System hasn't been updated in months. If you've let updates lapse for a long time, check the Arch Linux news page for any manual intervention notices posted during your absence. Then update the keyring first before doing a full upgrade: sudo pacman -Sy archlinux-keyring && sudo pacman -Su. This avoids signature verification failures from expired keys.
Wrapping Up
You've just built a Linux system from the ground up. Every package on this machine is there because you put it there. Every service running is one you chose to enable. That's the entire point of Arch -- you understand what you're running because you assembled it yourself.
The Arch Wiki is going to become your best reference from here. It's one of the best-documented resources in the Linux ecosystem, covering everything from Bluetooth configuration to full disk encryption to Wayland troubleshooting. Bookmark it. Even users of Ubuntu, Fedora, and other distributions routinely cite the ArchWiki because of the depth and accuracy of its content.

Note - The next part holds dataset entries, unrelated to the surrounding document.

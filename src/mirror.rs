//! Immutable mailbox mirror snapshot
//!
//! A [`Mirror`] bundles the identity index, folder tree, tag registry and
//! mailbox size. Sessions publish it behind an `Arc`; mutation happens on a
//! private copy under the session lock.

use std::sync::Arc;

use serde_json::Value;

use crate::context::RefreshBlock;
use crate::errors::{MirrorError, MirrorResult};
use crate::index::IdentityIndex;
use crate::models::{
    Entity, FolderElement, FolderNode, FolderRecord, MailboxRecord, MountSpec, Tag, TagRecord,
    folder_ids,
};
use crate::tags::TagRegistry;
use crate::tree::FolderTree;

#[derive(Debug, Clone, Default, PartialEq)]
pub struct Mirror {
    pub(crate) index: IdentityIndex,
    pub(crate) tree: FolderTree,
    pub(crate) tags: TagRegistry,
    pub(crate) size: u64,
}

impl Mirror {
    pub fn empty(account_id: Option<String>) -> Self {
        Self {
            index: IdentityIndex::new(account_id),
            ..Self::default()
        }
    }

    /// Build a complete mirror from a refresh payload
    ///
    /// All-or-nothing: any malformed part fails the whole build.
    ///
    /// # Errors
    ///
    /// Returns `Malformed` if the root folder, a tag or a mailbox record
    /// cannot be decoded.
    pub fn from_refresh(block: &RefreshBlock, account_id: Option<String>) -> MirrorResult<Self> {
        let mut mirror = Self::empty(account_id);
        for mbx in &block.mbx {
            let record: MailboxRecord = decode(mbx, "mbx")?;
            let own = match (&record.account_id, mirror.index.account_id()) {
                (Some(acct), Some(own)) => acct == own,
                _ => true,
            };
            if own && let Some(size) = record.size {
                mirror.size = size;
            }
        }
        if let Some(root) = &block.folder {
            let root: FolderRecord = decode(root, "folder")?;
            load_tree(&mut mirror.index, &mut mirror.tree, &root)?;
        }
        if let Some(tags) = &block.tags {
            let records = tags
                .tag
                .iter()
                .map(|t| decode::<TagRecord>(t, "tag"))
                .collect::<MirrorResult<Vec<_>>>()?;
            load_tags(&mut mirror.index, &mut mirror.tags, &records)?;
        }
        Ok(mirror)
    }

    /// Copy of this mirror with the folder tree rebuilt from `root`
    ///
    /// # Errors
    ///
    /// Returns `Malformed` if any folder record is invalid.
    pub fn with_folders(&self, root: &FolderRecord) -> MirrorResult<Self> {
        let mut next = self.clone();
        let stale: Vec<String> = next.index.folders().map(|f| f.id.clone()).collect();
        for id in stale {
            next.index.remove_by_id(&id);
        }
        next.tree = FolderTree::default();
        load_tree(&mut next.index, &mut next.tree, root)?;
        Ok(next)
    }

    /// Copy of this mirror with the tag registry rebuilt from `records`
    ///
    /// # Errors
    ///
    /// Returns `Malformed` if any tag record lacks a name.
    pub fn with_tags(&self, records: &[TagRecord]) -> MirrorResult<Self> {
        let mut next = self.clone();
        let stale: Vec<String> = next.index.tags().map(|t| t.id.clone()).collect();
        for id in stale {
            next.index.remove_by_id(&id);
        }
        next.tags = TagRegistry::populated();
        load_tags(&mut next.index, &mut next.tags, records)?;
        Ok(next)
    }

    pub fn folders_loaded(&self) -> bool {
        self.tree.root().is_some()
    }

    pub fn tags_loaded(&self) -> bool {
        self.tags.is_populated()
    }

    pub fn account_id(&self) -> Option<&str> {
        self.index.account_id()
    }

    /// Folder by id; placeholders are not returned
    pub fn folder_by_id(&self, id: &str) -> Option<Arc<FolderNode>> {
        self.index
            .folder(id)
            .filter(|f| !f.is_placeholder())
            .cloned()
    }

    pub fn folder_by_uuid(&self, uuid: &str) -> Option<Arc<FolderNode>> {
        self.index
            .get_by_uuid(uuid)
            .and_then(Entity::as_folder)
            .filter(|f| !f.is_placeholder())
            .cloned()
    }

    pub fn folder_by_path(&self, path: &str) -> Option<Arc<FolderNode>> {
        self.tree.get_by_path(&self.index, path)
    }

    /// Path lookup first, then id
    pub fn folder(&self, path_or_id: &str) -> Option<Arc<FolderNode>> {
        self.folder_by_path(path_or_id)
            .or_else(|| self.folder_by_id(path_or_id))
    }

    pub fn user_root(&self) -> Option<Arc<FolderNode>> {
        self.tree
            .root()
            .and_then(|key| self.index.folder(key))
            .cloned()
    }

    /// Every visible folder in tree order
    pub fn all_folders(&self) -> Vec<Arc<FolderNode>> {
        self.tree.subtree(&self.index)
    }

    pub fn orphans(&self) -> Vec<Arc<FolderNode>> {
        self.tree
            .orphans()
            .iter()
            .filter_map(|key| self.index.folder(key).cloned())
            .collect()
    }

    pub fn is_placeholder(&self, id: &str) -> bool {
        self.index.folder(id).is_some_and(|f| f.is_placeholder())
    }

    pub fn tag_by_id(&self, id: &str) -> Option<Arc<Tag>> {
        self.index.tag(id).cloned()
    }

    pub fn tag_by_name(&self, name: &str) -> Option<Arc<Tag>> {
        self.tags.get(&self.index, name).cloned()
    }

    /// All tags ordered by name
    pub fn all_tags(&self) -> Vec<Arc<Tag>> {
        let mut tags: Vec<Arc<Tag>> = self.index.tags().cloned().collect();
        tags.sort_by(|a, b| a.name.to_lowercase().cmp(&b.name.to_lowercase()));
        tags
    }

    /// Mailbox size in bytes as last reported
    pub fn size(&self) -> u64 {
        self.size
    }

    pub fn index(&self) -> &IdentityIndex {
        &self.index
    }

    pub fn tree(&self) -> &FolderTree {
        &self.tree
    }

    /// Folder id matching a mountpoint's owner-qualified target id
    pub fn mountpoint_for_remote(&self, remote_id: &str) -> Option<Arc<FolderNode>> {
        self.index
            .folder(remote_id)
            .filter(|f| f.mount().is_some())
            .cloned()
    }
}

fn decode<T: serde::de::DeserializeOwned>(value: &Value, element: &str) -> MirrorResult<T> {
    serde_json::from_value(value.clone())
        .map_err(|e| MirrorError::malformed(format!("bad <{element}> in refresh: {e}")))
}

/// Index a nested folder record tree and link it under `root`
fn load_tree(index: &mut IdentityIndex, tree: &mut FolderTree, root: &FolderRecord) -> MirrorResult<()> {
    let root_node = FolderNode::from_record(root, FolderElement::Folder)?;
    index.put(Entity::Folder(Arc::new(root_node)));
    tree.set_root(index, &root.id)?;
    let mut stack = vec![root];
    while let Some(parent) = stack.pop() {
        let groups = [
            (FolderElement::Folder, &parent.folder),
            (FolderElement::Search, &parent.search),
            (FolderElement::Link, &parent.link),
        ];
        for (element, children) in groups {
            for child in children {
                let node = FolderNode::from_record(child, element)?;
                let alias = node.mount().map(MountSpec::canonical_remote_id);
                index.put(Entity::Folder(Arc::new(node)));
                if let Some(alias) = alias {
                    index.put_alias(alias, &child.id);
                }
                tree.add_child(index, &parent.id, &child.id);
                stack.push(child);
            }
        }
    }
    if index.folder(folder_ids::USER_ROOT).is_none() {
        tracing::debug!(root = %root.id, "refresh root is not the standard user root");
    }
    Ok(())
}

fn load_tags(index: &mut IdentityIndex, tags: &mut TagRegistry, records: &[TagRecord]) -> MirrorResult<()> {
    *tags = TagRegistry::populated();
    for record in records {
        tags.insert(index, Tag::from_record(record)?);
    }
    Ok(())
}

"Arch Linux focuses on simplicity of design, meaning that the main focus involves creating an environment that is straightforward and relatively easy for the user to understand directly, rather than providing polished point-and-click style management tools." -- Wikipedia, Arch Linux
The real Arch Linux learning curve isn't the installation -- it's the first month of figuring out what you actually need on your machine. The installation just teaches you where everything lives. From here, explore the ArchWiki's General Recommendations page for guidance on system administration, appearance tuning, power management, multimedia, and networking. That page is essentially a roadmap for turning a fresh Arch install into a polished daily driver.
Welcome to Arch. You've earned the right to say "I use Arch, btw."